"Perhaps we might as well," agreed the Doctor, rising also. "When we get to the floor of the valley, we can find a good spot and turn in for the night."
The incongruity of his last words with the scene around made the Doctor smile. Overhead the sky still showed a narrow ribbon of blue. Across the valley the sunlight sparkled on the yellowish crags of the rocky wall.
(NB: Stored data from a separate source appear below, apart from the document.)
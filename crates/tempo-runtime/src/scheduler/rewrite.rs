//! Peephole fusion of adjacent instructions.
//!
//! A rewriter decides whether two tasks whose instructions are adjacent in
//! the dependency DAG (the first an immediate predecessor of the second) can
//! be fused, and produces the fused task. The processor tries registered
//! rewriters in registration order; the first accepting one wins.

use std::sync::Arc;

use tempo_core::Task;

/// Predicate and fusion of two adjacent tasks.
pub trait TaskRewriter: Send + Sync {
    /// Whether `first` (an immediate DAG predecessor of `second`) can be
    /// fused with it.
    fn can_merge(&self, first: &Task, second: &Task) -> bool;

    /// Fuses two mergeable tasks into one.
    ///
    /// The returned task must read at least
    /// `first.reads ∪ (second.reads − first.writes)` and write exactly
    /// `first.writes ∪ second.writes`; [`Task::then`] produces precisely
    /// these sets.
    fn merge(&self, first: &Task, second: &Task) -> Task;
}

/// Rewriter wrapping a predicate closure and a merge closure.
pub struct SimpleTaskRewriter {
    predicate: Arc<dyn Fn(&Task, &Task) -> bool + Send + Sync>,
    merge: Arc<dyn Fn(&Task, &Task) -> Task + Send + Sync>,
}

impl SimpleTaskRewriter {
    /// Creates a rewriter from a predicate and a merge function.
    pub fn new(
        predicate: impl Fn(&Task, &Task) -> bool + Send + Sync + 'static,
        merge: impl Fn(&Task, &Task) -> Task + Send + Sync + 'static,
    ) -> Self {
        SimpleTaskRewriter {
            predicate: Arc::new(predicate),
            merge: Arc::new(merge),
        }
    }
}

impl TaskRewriter for SimpleTaskRewriter {
    fn can_merge(&self, first: &Task, second: &Task) -> bool {
        (self.predicate)(first, second)
    }

    fn merge(&self, first: &Task, second: &Task) -> Task {
        (self.merge)(first, second)
    }
}

#[cfg(test)]
mod tests {
    use super::*;
    use tempo_core::{ComponentId, ModelData, Value};

    #[test]
    fn test_simple_rewriter_delegates() {
        let rewriter = SimpleTaskRewriter::new(
            |first, second| first.writes() == second.writes(),
            |first, second| first.then(second),
        );

        let set_one = Task::new(
            |data| {
                data.set(ComponentId::DataGraph, Value::from(1i64));
                Ok(())
            },
            vec![],
            vec![ComponentId::DataGraph],
        );
        let set_two = Task::new(
            |data| {
                data.set(ComponentId::DataGraph, Value::from(2i64));
                Ok(())
            },
            vec![],
            vec![ComponentId::DataGraph],
        );
        let other = Task::new(|_| Ok(()), vec![], vec![ComponentId::UI]);

        assert!(rewriter.can_merge(&set_one, &set_two));
        assert!(!rewriter.can_merge(&set_one, &other));

        let fused = rewriter.merge(&set_one, &set_two);
        let mut data = ModelData::new();
        fused.execute(&mut data).unwrap();
        assert_eq!(data.get(ComponentId::DataGraph), Some(&Value::from(2i64)));
        assert_eq!(fused.writes(), &[ComponentId::DataGraph]);
    }
}
//! Unified value representation for model components.
//!
//! The `Value` enum provides a dynamic type system for component content,
//! supporting primitives (null, bool, number, string) and structured data
//! (array, object). The scheduler treats values as opaque; only tasks ever
//! interpret them.

use std::collections::HashMap;

use serde::{Deserialize, Serialize};

use crate::types::Number;

/// A unified value type for model component content.
#[derive(Clone, Debug, PartialEq, Serialize, Deserialize)]
#[serde(untagged)]
pub enum Value {
    /// Null value.
    Null,
    /// Boolean value.
    Bool(bool),
    /// Numeric value (integer or float).
    Number(Number),
    /// String value.
    String(String),
    /// Array of values.
    Array(Vec<Value>),
    /// Key-value map.
    Object(HashMap<String, Value>),
}

impl Value {
    /// Checks if the value is null.
    pub fn is_null(&self) -> bool {
        matches!(self, Value::Null)
    }

    /// Attempts to get the value as a boolean.
    pub fn as_bool(&self) -> Option<bool> {
        match self {
            Value::Bool(b) => Some(*b),
            _ => None,
        }
    }

    /// Attempts to get the value as a number reference.
    pub fn as_number(&self) -> Option<&Number> {
        match self {
            Value::Number(n) => Some(n),
            _ => None,
        }
    }

    /// Attempts to get the value as an `i64`.
    pub fn as_i64(&self) -> Option<i64> {
        self.as_number().and_then(Number::as_i64)
    }

    /// Attempts to get the value as a string reference.
    pub fn as_string(&self) -> Option<&String> {
        match self {
            Value::String(s) => Some(s),
            _ => None,
        }
    }

    /// Attempts to get the value as an array reference.
    pub fn as_array(&self) -> Option<&Vec<Value>> {
        match self {
            Value::Array(a) => Some(a),
            _ => None,
        }
    }

    /// Attempts to get the value as an object reference.
    pub fn as_object(&self) -> Option<&HashMap<String, Value>> {
        match self {
            Value::Object(o) => Some(o),
            _ => None,
        }
    }
}

impl From<bool> for Value {
    fn from(value: bool) -> Self {
        Value::Bool(value)
    }
}

impl From<i64> for Value {
    fn from(value: i64) -> Self {
        Value::Number(Number::Integer(value))
    }
}

impl From<i32> for Value {
    fn from(value: i32) -> Self {
        Value::Number(Number::from(value))
    }
}

impl From<f64> for Value {
    fn from(value: f64) -> Self {
        Value::Number(Number::Float(value))
    }
}

impl From<&str> for Value {
    fn from(value: &str) -> Self {
        Value::String(value.to_string())
    }
}

impl From<String> for Value {
    fn from(value: String) -> Self {
        Value::String(value)
    }
}

#[cfg(test)]
mod tests {
    use super::*;

    #[test]
    fn test_accessors() {
        assert!(Value::Null.is_null());
        assert_eq!(Value::from(true).as_bool(), Some(true));
        assert_eq!(Value::from(7i64).as_i64(), Some(7));
        assert_eq!(Value::from("x").as_string(), Some(&"x".to_string()));
        assert_eq!(Value::from(7i64).as_bool(), None);
    }

    #[test]
    fn test_untagged_serialization() {
        let json = serde_json::to_string(&Value::from("report")).unwrap();
        assert_eq!(json, "\"report\"");
    }
}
In the shadow, on the side down which they were climbing, the rocks now shone distinctly phosphorescent, with a peculiar waviness of outline.
"Not much like either night or day, is it?" added the Doctor. "We'll have to get used to that."
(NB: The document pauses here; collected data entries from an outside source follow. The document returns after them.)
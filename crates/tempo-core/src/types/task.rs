//! Clonable units of work with read/write annotations.
//!
//! A task pairs an opaque closure over the model data with the sets of
//! components it reads and writes and an integer priority. The closure is
//! stored behind a shared reference, so cloning a task is cheap and clones
//! share the same underlying work.

use std::fmt;
use std::sync::Arc;

use crate::error::RuntimeResult;
use crate::model::ModelData;
use crate::types::ComponentId;

/// The closure type executed by a task.
pub type TaskFn = Arc<dyn Fn(&mut ModelData) -> RuntimeResult<()> + Send + Sync>;

/// An opaque, clonable unit of work.
///
/// The closure is only permitted to read components in the read set and
/// write components in the write set; the scheduler derives dependencies
/// from the declared sets and does not enforce them at runtime.
#[derive(Clone)]
pub struct Task {
    closure: TaskFn,
    reads: Vec<ComponentId>,
    writes: Vec<ComponentId>,
    priority: i32,
}

impl Task {
    /// Creates a task with priority 0.
    pub fn new(
        closure: impl Fn(&mut ModelData) -> RuntimeResult<()> + Send + Sync + 'static,
        reads: Vec<ComponentId>,
        writes: Vec<ComponentId>,
    ) -> Self {
        Task {
            closure: Arc::new(closure),
            reads,
            writes,
            priority: 0,
        }
    }

    /// Sets the execution priority (higher runs first).
    pub fn with_priority(mut self, priority: i32) -> Self {
        self.priority = priority;
        self
    }

    /// Runs the task closure against the model data.
    pub fn execute(&self, data: &mut ModelData) -> RuntimeResult<()> {
        (self.closure)(data)
    }

    /// Components this task reads.
    pub fn reads(&self) -> &[ComponentId] {
        &self.reads
    }

    /// Components this task writes.
    pub fn writes(&self) -> &[ComponentId] {
        &self.writes
    }

    /// Execution priority.
    pub fn priority(&self) -> i32 {
        self.priority
    }

    /// Sequential fusion of two tasks.
    ///
    /// The fused closure runs `self` then `other` against the same data.
    /// Its read set is `self.reads ∪ (other.reads − self.writes)` (values
    /// `other` reads that `self` produces are satisfied internally), its
    /// write set is the union, and its priority is the higher of the two.
    pub fn then(&self, other: &Task) -> Task {
        let first = self.clone();
        let second = other.clone();

        let mut reads = self.reads.clone();
        for &c in &other.reads {
            if !self.writes.contains(&c) && !reads.contains(&c) {
                reads.push(c);
            }
        }
        let mut writes = self.writes.clone();
        for &c in &other.writes {
            if !writes.contains(&c) {
                writes.push(c);
            }
        }

        Task {
            closure: Arc::new(move |data: &mut ModelData| {
                first.execute(data)?;
                second.execute(data)
            }),
            reads,
            writes,
            priority: self.priority.max(other.priority),
        }
    }
}

impl fmt::Debug for Task {
    fn fmt(&self, f: &mut fmt::Formatter<'_>) -> fmt::Result {
        f.debug_struct("Task")
            .field("reads", &self.reads)
            .field("writes", &self.writes)
            .field("priority", &self.priority)
            .finish()
    }
}

#[cfg(test)]
mod tests {
    use super::*;
    use crate::types::Value;

    fn increment(id: ComponentId) -> Task {
        Task::new(
            move |data| {
                let current = data
                    .get_or_create(id, || Value::from(0i64))
                    .as_i64()
                    .unwrap_or(0);
                data.set(id, Value::from(current + 1));
                Ok(())
            },
            vec![id],
            vec![id],
        )
    }

    #[test]
    fn test_clones_share_the_closure() {
        let task = increment(ComponentId::DataGraph);
        let clone = task.clone();

        let mut data = ModelData::new();
        task.execute(&mut data).unwrap();
        clone.execute(&mut data).unwrap();

        assert_eq!(data.get(ComponentId::DataGraph), Some(&Value::from(2i64)));
        assert_eq!(clone.reads(), task.reads());
        assert_eq!(clone.priority(), task.priority());
    }

    #[test]
    fn test_then_runs_sequentially() {
        let produce = Task::new(
            |data| {
                data.set(ComponentId::IO, Value::from(10i64));
                Ok(())
            },
            vec![],
            vec![ComponentId::IO],
        );
        let double = Task::new(
            |data| {
                let v = data.get(ComponentId::IO).and_then(Value::as_i64).unwrap_or(0);
                data.set(ComponentId::IO, Value::from(v * 2));
                Ok(())
            },
            vec![ComponentId::IO],
            vec![ComponentId::IO],
        );

        let fused = produce.then(&double);
        let mut data = ModelData::new();
        fused.execute(&mut data).unwrap();
        assert_eq!(data.get(ComponentId::IO), Some(&Value::from(20i64)));
    }

    #[test]
    fn test_then_set_algebra() {
        let first = Task::new(|_| Ok(()), vec![ComponentId::UI], vec![ComponentId::DataGraph])
            .with_priority(2);
        let second = Task::new(
            |_| Ok(()),
            vec![ComponentId::DataGraph, ComponentId::IO],
            vec![ComponentId::ValidationReport],
        );

        let fused = first.then(&second);
        // DataGraph is produced by `first`, so it drops out of the reads.
        assert_eq!(fused.reads(), &[ComponentId::UI, ComponentId::IO]);
        assert_eq!(
            fused.writes(),
            &[ComponentId::DataGraph, ComponentId::ValidationReport]
        );
        assert_eq!(fused.priority(), 2);
    }
}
They started off again, and in another two hours found themselves going down a gentle rocky slope and out upon the floor of the valley.
"We're here at last," said the Big Business Man wearily.
The Very Young Man looked up the great, jagged precipice down which they had come, to where, far above, its edge against the strip of blue marked the surface of the ring.
"Some trip," he remarked. "I wouldn't want to tackle that every day."
"Four o'clock," said the Doctor, "the light up there looks just the same. I wonder what's happened to George."
Neither of his companions answered him. The Big Business Man lay stretched full length upon the ground near by, and the Very Young Man still stood looking up the precipice, lost in thought.
"What a nice climb going back," he suddenly remarked.